The 2.1-A crystal structure of native neuroserpin reveals unique structural elements that contribute to conformational instability.

Neuroserpin is a selective inhibitor of tissue-type plasminogen activator (tPA) that plays an important role in neuronal plasticity, memory, and learning. We report here the crystal structure of native human neuroserpin at 2.1 A resolution. The structure has a helical reactive center loop and an omega loop between strands 1B and 2B. The omega loop contributes to the inhibition of tPA, as deletion of this motif reduced the association rate constant with tPA by threefold but had no effect on the kinetics of interaction with urokinase. Point mutations in neuroserpin cause the formation of ordered intracellular polymers that underlie dementia familial encephalopathy with neuroserpin inclusion bodies (FENIB).
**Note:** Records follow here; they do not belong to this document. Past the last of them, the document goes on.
// Helper functions for safe logging and request parsing

use axum::extract::rejection::{JsonRejection, PathRejection};
use axum::extract::{Json, Path};
use tracing::debug;

use super::ApiError;

/// Masks tokens for safe logging
/// Shows only first and last 4 characters
///
/// # Example
/// ```ignore
/// let masked = safe_token_log("query_id=AAHdF6IQ&user=...&hash=c501b71e");
/// // Returns: "quer...b71e"
/// ```
pub fn safe_token_log(token: &str) -> String {
    let chars: Vec<char> = token.chars().collect();
    if chars.len() > 8 {
        let head: String = chars[..4].iter().collect();
        let tail: String = chars[chars.len() - 4..].iter().collect();
        format!("{}...{}", head, tail)
    } else {
        "***".to_string()
    }
}

/// Unwraps a JSON body, turning a malformed or mistyped payload into a 400.
pub fn json_body<T>(payload: Result<Json<T>, JsonRejection>) -> Result<T, ApiError> {
    match payload {
        Ok(Json(value)) => Ok(value),
        Err(rejection) => {
            debug!(error = %rejection.body_text(), "Rejected request body");
            Err(ApiError::BadRequest("Invalid JSON body".to_string()))
        }
    }
}

/// Unwraps a numeric path id. Anything unparseable cannot name an owned
/// entity, so it gets the same 404 as a foreign id.
pub fn path_id(id: Result<Path<i64>, PathRejection>) -> Result<i64, ApiError> {
    match id {
        Ok(Path(id)) => Ok(id),
        Err(rejection) => {
            debug!(error = %rejection.body_text(), "Rejected path id");
            Err(ApiError::not_found())
        }
    }
}

#[cfg(test)]
mod tests {
    use super::*;

    #[test]
    fn test_safe_token_log_masks_middle() {
        assert_eq!(safe_token_log("abcdefghijkl"), "abcd...ijkl");
        assert_eq!(safe_token_log("short"), "***");
    }

    #[test]
    fn test_safe_token_log_handles_multibyte() {
        assert_eq!(safe_token_log("ééééééééé"), "éééé...éééé");
    }

    #[test]
    fn test_path_id_passes_through() {
        assert_eq!(path_id(Ok(Path(7))).unwrap(), 7);
    }
}
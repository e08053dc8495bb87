use super::models::{
    CreateTaskRequest, RenameTaskRequest, ReorderTasksRequest, TaskResponse, ToggleResponse,
};
use super::services::TasksService;
use super::streak::server_now;
use super::validators::TaskValidator;
use crate::auth::AuthedUser;
use crate::common::{
    json_body, path_id, ApiError, ReorderResponse, SharedState, SuccessResponse, Validator,
};
use axum::{
    extract::{
        rejection::{JsonRejection, PathRejection},
        Extension, Path,
    },
    http::StatusCode,
    Json,
};
use tracing::warn;

/// POST /api/tasks - Create a task at the end of a category
pub async fn create_task(
    Extension(state_lock): Extension<SharedState>,
    authed: AuthedUser,
    payload: Result<Json<CreateTaskRequest>, JsonRejection>,
) -> Result<(StatusCode, Json<TaskResponse>), ApiError> {
    let state = state_lock.read().await.clone();

    let request = json_body(payload)?;
    let validation_result = TaskValidator.validate(&request);
    if !validation_result.is_valid {
        warn!(
            telegram_id = authed.telegram_id,
            errors = ?validation_result.errors,
            "Task creation validation failed"
        );
        return Err(ApiError::from(validation_result));
    }
    let category_id = request.category_id.unwrap_or_default();
    let name = request.name.unwrap_or_default();

    let task = TasksService::new(state.db.clone())
        .create_task(authed.telegram_id, category_id, &name)
        .await?;

    Ok((StatusCode::CREATED, Json(TaskResponse { task })))
}

/// PATCH /api/tasks/:id - Rename a task
pub async fn rename_task(
    Extension(state_lock): Extension<SharedState>,
    authed: AuthedUser,
    id: Result<Path<i64>, PathRejection>,
    payload: Result<Json<RenameTaskRequest>, JsonRejection>,
) -> Result<Json<TaskResponse>, ApiError> {
    let state = state_lock.read().await.clone();
    let task_id = path_id(id)?;

    let request = json_body(payload)?;
    let validation_result = TaskValidator.validate(&request);
    if !validation_result.is_valid {
        return Err(ApiError::from(validation_result));
    }
    let name = request.name.unwrap_or_default();

    let task = TasksService::new(state.db.clone())
        .rename_task(authed.telegram_id, task_id, &name)
        .await?;

    Ok(Json(TaskResponse { task }))
}

/// DELETE /api/tasks/:id - Delete a task; its streak is lost
pub async fn delete_task(
    Extension(state_lock): Extension<SharedState>,
    authed: AuthedUser,
    id: Result<Path<i64>, PathRejection>,
) -> Result<Json<SuccessResponse>, ApiError> {
    let state = state_lock.read().await.clone();
    let task_id = path_id(id)?;

    TasksService::new(state.db.clone())
        .delete_task(authed.telegram_id, task_id)
        .await?;

    Ok(Json(SuccessResponse::ok()))
}

/// POST /api/tasks/:id/toggle - Mark done for today, or undo today's mark
pub async fn toggle_task(
    Extension(state_lock): Extension<SharedState>,
    authed: AuthedUser,
    id: Result<Path<i64>, PathRejection>,
) -> Result<Json<ToggleResponse>, ApiError> {
    let state = state_lock.read().await.clone();
    let task_id = path_id(id)?;

    let task = TasksService::new(state.db.clone())
        .toggle_task(authed.telegram_id, task_id, &server_now())
        .await?;

    Ok(Json(ToggleResponse { task }))
}

/// PUT /api/tasks/reorder - Apply a full drag-and-drop order within a category
pub async fn reorder_tasks(
    Extension(state_lock): Extension<SharedState>,
    authed: AuthedUser,
    payload: Result<Json<ReorderTasksRequest>, JsonRejection>,
) -> Result<Json<ReorderResponse>, ApiError> {
    let state = state_lock.read().await.clone();

    let request = json_body(payload)?;
    let validation_result = TaskValidator.validate(&request);
    if !validation_result.is_valid {
        return Err(ApiError::from(validation_result));
    }
    let category_id = request.category_id.unwrap_or_default();
    let ordered_ids = request.ordered_ids.unwrap_or_default();

    let updated = TasksService::new(state.db.clone())
        .reorder_tasks(authed.telegram_id, category_id, &ordered_ids)
        .await?;

    Ok(Json(ReorderResponse::new(updated)))
}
Wild-type neuroserpin is also unstable and readily forms polymers under near-physiological conditions in vitro. This is, in part, due to the substitution of a conserved alanine for serine at position 340. The replacement of Ser340 by Ala increased the melting temperature by 3 degrees C and reduced polymerization as compared to wild-type neuroserpin. Similarly, neuroserpin has Asn-Leu-Val at the end of helix F and thus differs markedly from the Gly-X-Ile consensus sequence of the serpins. Restoration of these amino acids to the consensus sequence increased thermal stability and reduced the polymerization of neuroserpin and its transition to the latent conformer. Moreover, introduction of the consensus sequence into S49P neuroserpin that causes FENIB increased the stability and inhibitory activity of the mutant, as well as blocked polymerization and increased the yield of protein during refolding. These data provide a molecular explanation for the inherent instability of neuroserpin and the effect of point mutations that underlie the dementia FENIB.